- Your task: All lines in the records below with the word "RepositoryError" must be returned.

- Data under study:
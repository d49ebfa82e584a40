use crate::config::ConfigError;
use crate::telemetry::TelemetryError;
use crate::workflows::admission::ports::RepositoryError;
use crate::workflows::admission::service::AdmissionServiceError;
use crate::workflows::admission::validation::MultipleBusinessExceptions;
use std::fmt;

#[derive(Debug)]
pub enum AppError {
    Config(ConfigError),
    Telemetry(TelemetryError),
    Io(std::io::Error),
    Json(serde_json::Error),
    Business(MultipleBusinessExceptions),
    Repository(RepositoryError),
}

impl AppError {
    /// Process exit status: 1 for refused business checks, 2 for everything else.
    pub fn exit_code(&self) -> u8 {
        match self {
            AppError::Business(_) => 1,
            AppError::Config(_)
            | AppError::Telemetry(_)
            | AppError::Io(_)
            | AppError::Json(_)
            | AppError::Repository(_) => 2,
        }
    }
}

impl fmt::Display for AppError {
    fn fmt(&self, f: &mut fmt::Formatter<'_>) -> fmt::Result {
        match self {
            AppError::Config(err) => write!(f, "configuration error: {}", err),
            AppError::Telemetry(err) => write!(f, "telemetry error: {}", err),
            AppError::Io(err) => write!(f, "io error: {}", err),
            AppError::Json(err) => write!(f, "snapshot error: {}", err),
            AppError::Business(err) => write!(f, "business validation failed: {}", err),
            AppError::Repository(err) => write!(f, "repository error: {}", err),
        }
    }
}

impl std::error::Error for AppError {
    fn source(&self) -> Option<&(dyn std::error::Error + 'static)> {
        match self {
            AppError::Config(err) => Some(err),
            AppError::Telemetry(err) => Some(err),
            AppError::Io(err) => Some(err),
            AppError::Json(err) => Some(err),
            AppError::Business(err) => Some(err),
            AppError::Repository(err) => Some(err),
        }
    }
}

impl From<ConfigError> for AppError {
    fn from(value: ConfigError) -> Self {
        Self::Config(value)
    }
}

impl From<TelemetryError> for AppError {
    fn from(value: TelemetryError) -> Self {
        Self::Telemetry(value)
    }
}

impl From<std::io::Error> for AppError {
    fn from(value: std::io::Error) -> Self {
        Self::Io(value)
    }
}

impl From<serde_json::Error> for AppError {
    fn from(value: serde_json::Error) -> Self {
        Self::Json(value)
    }
}

impl From<MultipleBusinessExceptions> for AppError {
    fn from(value: MultipleBusinessExceptions) -> Self {
        Self::Business(value)
    }
}

impl From<AdmissionServiceError> for AppError {
    fn from(value: AdmissionServiceError) -> Self {
        match value {
            AdmissionServiceError::Business(err) => Self::Business(err),
            AdmissionServiceError::Repository(err) => Self::Repository(err),
        }
    }
}

#[cfg(test)]
mod tests {
    use super::*;
    use crate::workflows::admission::validation::BusinessException;

    #[test]
    fn business_failures_exit_with_one() {
        let error = AppError::from(MultipleBusinessExceptions::from(
            BusinessException::NoMatchingPool,
        ));
        assert_eq!(error.exit_code(), 1);
        assert!(error.to_string().starts_with("business validation failed"));
    }

    #[test]
    fn service_errors_keep_their_kind() {
        let error = AppError::from(AdmissionServiceError::Repository(RepositoryError::NotFound));
        assert!(matches!(error, AppError::Repository(RepositoryError::NotFound)));
        assert_eq!(error.exit_code(), 2);
    }
}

- Result below:
use crate::workflows::admission::ports::RepositoryError;
    Repository(RepositoryError),
        let error = AppError::from(AdmissionServiceError::Repository(RepositoryError::NotFound));
        assert!(matches!(error, AppError::Repository(RepositoryError::NotFound)));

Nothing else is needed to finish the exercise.